Scan the data below. Pull out each line where "documentation" occurs.

*** Supplied data Section Begins ***

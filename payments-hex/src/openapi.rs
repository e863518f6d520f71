//! OpenAPI document for the payments API.

#![allow(dead_code)] // Path functions are only used by utoipa for documentation generation

use payments_types::domain::PaymentUid;
use payments_types::dto::{CreatePaymentRequest, ErrorResponse, PaymentView};
use utoipa::OpenApi;

// Dummy functions to generate path documentation
// These are not the actual handlers, just for OpenAPI path generation

/// Health check endpoint
#[utoipa::path(
    get,
    path = "/health",
    tag = "health",
    responses(
        (status = 200, description = "Service is healthy", body = inline(serde_json::Value), example = json!({"status": "healthy"}))
    )
)]
async fn health() {}

/// List all payments
#[utoipa::path(
    get,
    path = "/api/v1/payments",
    tag = "payments",
    responses(
        (status = 200, description = "All payments in storage order", body = Vec<PaymentView>),
        (status = 500, description = "Storage failure", body = ErrorResponse)
    )
)]
async fn list_payments() {}

/// Get a payment by uid
#[utoipa::path(
    get,
    path = "/api/v1/payments/uid/{uid}",
    tag = "payments",
    params(
        ("uid" = String, Path, description = "Payment uid")
    ),
    responses(
        (status = 200, description = "Payment details", body = PaymentView),
        (status = 404, description = "Payment not found", body = ErrorResponse),
        (status = 500, description = "Storage failure", body = ErrorResponse)
    )
)]
async fn get_payment() {}

/// Create a payment
#[utoipa::path(
    post,
    path = "/api/v1/payments",
    tag = "payments",
    request_body = CreatePaymentRequest,
    responses(
        (status = 201, description = "Payment created", body = PaymentView),
        (status = 400, description = "Invalid request", body = ErrorResponse),
        (status = 500, description = "Storage or uid generation failure", body = ErrorResponse)
    )
)]
async fn create_payment() {}

/// Flag a payment as processed
#[utoipa::path(
    patch,
    path = "/api/v1/payments/uid/{uid}/processed",
    tag = "payments",
    params(
        ("uid" = String, Path, description = "Payment uid")
    ),
    responses(
        (status = 200, description = "Payment processed", body = PaymentView),
        (status = 404, description = "Payment not found", body = ErrorResponse),
        (status = 409, description = "Payment already processed", body = ErrorResponse),
        (status = 500, description = "Storage failure", body = ErrorResponse)
    )
)]
async fn mark_processed() {}

/// Delete an unprocessed payment
#[utoipa::path(
    delete,
    path = "/api/v1/payments/uid/{uid}",
    tag = "payments",
    params(
        ("uid" = String, Path, description = "Payment uid")
    ),
    responses(
        (status = 204, description = "Payment deleted"),
        (status = 404, description = "Payment not found", body = ErrorResponse),
        (status = 409, description = "Payment already processed", body = ErrorResponse),
        (status = 500, description = "Storage failure", body = ErrorResponse)
    )
)]
async fn delete_payment() {}

/// OpenAPI documentation for the Payments API.
#[derive(OpenApi)]
#[openapi(
    info(
        title = "Payments API",
        version = "1.0.0",
        description = "Create, list, fetch, process and delete payment records.\n\nA payment starts unprocessed. Once processed it can no longer be processed again or deleted; both attempts answer `409 Conflict`.",
        license(name = "MIT"),
    ),
    paths(
        health,
        list_payments,
        get_payment,
        create_payment,
        mark_processed,
        delete_payment,
    ),
    components(
        schemas(
            CreatePaymentRequest,
            PaymentView,
            PaymentUid,
            ErrorResponse,
        )
    ),
    tags(
        (name = "health", description = "Health check endpoints"),
        (name = "payments", description = "Payment record operations"),
    )
)]
pub struct ApiDoc;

*** Supplied data Section Ends ***

* [Task response]
#![allow(dead_code)] // Path functions are only used by utoipa for documentation generation
// Dummy functions to generate path documentation
/// OpenAPI documentation for the Payments API.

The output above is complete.